Wills & Estates Newsletter

Should I Appoint an Enduring Guardian?

People usually hear about appointing a guardian in one of three ways: their solicitor may talk about it when discussing a will, a financial advisor may ask if there is one in place, or a retirement village or hospice may require a prospective resident to have one.

What is a Guardianship Appointment? It is a legal document by which the donor appoints one or more people to be their guardian. The guardian can make decisions about health and lifestyle if the donor is not capable of doing so. It is different from a Power of Attorney, under which the attorney can only make decisions about financial matters, although in some states the two can be combined in one document. Unfortunately, in New South Wales two separate documents are still required.

Under a guardianship, the guardian has no authority unless the donor is incapable of making decisions. The guardian can :

  • Decide where the donor lives
  • What medical, dental and health services the donor receives
  • What other services the donor is to receive
  • Give consents to medical and dental treatment

A donor can also give directions to the guardian. A typical example of these directions may include that the donor does not want use of life support systems to sustain life or that the donor does not want dialysis treatment for kidney failure.

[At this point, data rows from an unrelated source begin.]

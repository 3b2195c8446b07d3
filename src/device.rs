use std::{thread, time::Duration};
#[cfg(feature = "timings")]
use std::time::Instant;

use tracing::{debug, info, trace, warn};

use crate::{
	animation::{Animation, Step},
	remap::{remap_rgb, remap_rgb_reverse},
	Channel,
	ColorFormat,
	ColorRequest,
	Config,
	DeviceTransport,
	FormattedColor,
	Frame,
	Result,
	Rgb,
	TransportError,
	WriteResult,
};

/// Controller for a BlinkStick, setting LEDs one at a time.
///
/// All animations here block the calling thread until they are done, see
/// `tokio::AsyncBlinkStick` for a version that doesn't.
pub struct BlinkStick<T> {
	transport: T,
	config:    Config,
}

impl<T: DeviceTransport> BlinkStick<T> {
	pub fn new(transport: T, config: Config) -> Self {
		Self { transport, config }
	}

	pub fn config(&self) -> &Config {
		&self.config
	}

	/// Sets the configuration for the instance.
	pub fn set_config(&mut self, config: Config) {
		self.config = config;
	}

	pub fn set_inverse(&mut self, inverse: bool) {
		self.config.inverse = inverse;
	}

	pub fn set_max_rgb(&mut self, max_rgb: u8) {
		self.config.max_rgb = max_rgb;
	}

	pub fn set_error_reporting(&mut self, error_reporting: bool) {
		self.config.error_reporting = error_reporting;
	}

	pub fn transport(&self) -> &T {
		&self.transport
	}

	pub fn transport_mut(&mut self) -> &mut T {
		&mut self.transport
	}

	pub fn into_transport(self) -> T {
		self.transport
	}

	/// Passes transport errors on, or logs and drops them when error reporting is off.
	fn report<R: Default>(&self, result: Result<R, TransportError>) -> Result<R> {
		match result {
			Ok(value) => Ok(value),
			Err(err) if !self.config.error_reporting => {
				warn!("ignoring transport error: {err}");
				Ok(R::default())
			}
			Err(err) => Err(err.into()),
		}
	}

	/// Sets LED `index` on `channel` to `color` right away.
	///
	/// Colors that can't be resolved turn the LED off, a channel above 2 is an error.
	pub fn set_color<'a>(&mut self, channel: u8, index: u8, color: impl Into<ColorRequest<'a>>) -> Result<()> {
		let rgb = color.into().resolve_lenient();
		self.send_color(channel, index, rgb)
	}

	pub fn set_random_color(&mut self) -> Result<()> {
		self.set_color(0, 0, ColorRequest::random())
	}

	pub fn turn_off(&mut self) -> Result<()> {
		self.send_color(0, 0, Rgb::BLACK)
	}

	fn send_color(&mut self, channel: u8, index: u8, rgb: Rgb) -> Result<()> {
		let channel = Channel::try_from(channel)?.id();
		let mut device_rgb = remap_rgb(rgb, self.config.max_rgb);
		if self.config.inverse {
			device_rgb = device_rgb.inverted();
		}

		debug!(channel, index, %rgb, %device_rgb, "set color");
		let result = self.transport.send_immediate(channel, index, device_rgb);
		self.report(result)
	}

	/// The color LED `index` shows, as the device reports it.
	pub fn current_color(&mut self, index: u8) -> Result<Rgb> {
		let result = self.transport.read_color(index);
		let rgb = self.report(result)?;
		Ok(if self.config.inverse { rgb.inverted() } else { rgb })
	}

	pub fn get_color(&mut self, index: u8, format: ColorFormat) -> Result<FormattedColor> {
		Ok(format.format(self.current_color(index)?))
	}

	/// Sends one frame, then waits for the configured transmission delay.
	pub fn send_frame(&mut self, frame: &Frame) -> Result<WriteResult> {
		trace!(
			channel = ?frame.channel(),
			report = frame.report_id(),
			leds = frame.led_count(),
			"sending frame"
		);

		#[cfg(feature = "timings")]
		let start = Instant::now();

		let result = self.transport.send_frame(frame);
		self.report(result)?;

		#[cfg(feature = "timings")]
		let elapsed = start.elapsed();

		if !self.config.transmission_delay.is_zero() {
			thread::sleep(self.config.transmission_delay);
		}

		#[cfg(feature = "timings")]
		return Ok(elapsed);

		#[cfg(not(feature = "timings"))]
		Ok(())
	}

	/// Blinks LED `index` on `channel`, see [`Animation::blink`].
	pub fn blink<'a>(
		&mut self,
		channel: u8,
		index: u8,
		color: impl Into<ColorRequest<'a>>,
		repeats: u32,
		delay: Duration,
	) -> Result<()> {
		let color = color.into().resolve_lenient();
		info!(channel, index, %color, repeats, ?delay, "blink");
		self.run(channel, index, Animation::blink(color, repeats, delay))
	}

	/// Fades LED `index` on `channel` from its current color, see [`Animation::morph`].
	pub fn morph<'a>(
		&mut self,
		channel: u8,
		index: u8,
		color: impl Into<ColorRequest<'a>>,
		duration: Duration,
		steps: u32,
	) -> Result<()> {
		let color = color.into().resolve_lenient();
		info!(channel, index, %color, ?duration, steps, "morph");
		self.run(channel, index, Animation::morph(color, duration, steps))
	}

	/// Pulses LED `index` on `channel`, see [`Animation::pulse`].
	pub fn pulse<'a>(
		&mut self,
		channel: u8,
		index: u8,
		color: impl Into<ColorRequest<'a>>,
		repeats: u32,
		duration: Duration,
		steps: u32,
	) -> Result<()> {
		let color = color.into().resolve_lenient();
		info!(channel, index, %color, repeats, ?duration, steps, "pulse");
		self.run(channel, index, Animation::pulse(color, repeats, duration, steps))
	}

	/// Plays `animation` on LED `index` of `channel`, sleeping on this thread between steps.
	///
	/// Stops at the first transport error.
	pub fn run(&mut self, channel: u8, index: u8, mut animation: Animation) -> Result<()> {
		while let Some(step) = animation.next_step() {
			if let Some(delay) = self.apply_step(channel, index, step, &mut animation)? {
				thread::sleep(delay);
			}
		}
		Ok(())
	}

	/// Carries out everything in `step` except waiting, returns how long to wait if the
	/// step is a suspension.
	pub(crate) fn apply_step(
		&mut self,
		channel: u8,
		index: u8,
		step: Step,
		animation: &mut Animation,
	) -> Result<Option<Duration>> {
		trace!(channel, index, ?step, "animation step");
		match step {
			Step::Set(rgb) => {
				self.send_color(channel, index, rgb)?;
				Ok(None)
			}
			Step::Sample => {
				let current = self.current_color(index)?;
				animation.sampled(remap_rgb_reverse(current, self.config.max_rgb));
				Ok(None)
			}
			Step::Suspend(delay) => Ok(Some(delay)),
		}
	}
}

There can be more than one guardian and if there are more than one, the donor specifies whether they must act unanimously or whether each can make decisions independent of the other. It is common to also appoint an alternate who will step in only if the original guardian is unwilling or unable to act. The law requires that the donor signs in the presence of a lawyer or court officer who must certify that the donor appeared to sign freely and in full understanding of what they are signing. A guardian must accept their appointment before they can use any of their powers and this acceptance is subject to the same certification process.

The importance of a guardianship appointment is that should it be utilised, the person or persons the donor has chosen will be the decision maker and they know that the donor has reposed that trust in them. It should reduce the risk of any family contentions because the donor has indicated whom they want to make the necessary decisions.

A guardianship – and an enduring power of attorney – should be made not just by the elderly. The loss of the ability to make decisions does not arise just from dementia of the elderly, it may also arise from a variety of illnesses, as well as severe road or work accidents.

The Guardianship Tribunal and the Supreme Court retain a supervisory ability. A guardianship can be set aside or a guardianship order can be made in favour of a public body or another person. Usually this is only likely to occur when there is evidence that a guardian is acting improperly or that the actual appointment is dubious, usually because the guardian is said not to have had the ability to knowingly sign it.

The motto should be, therefore, do it now not later, because later may be too late!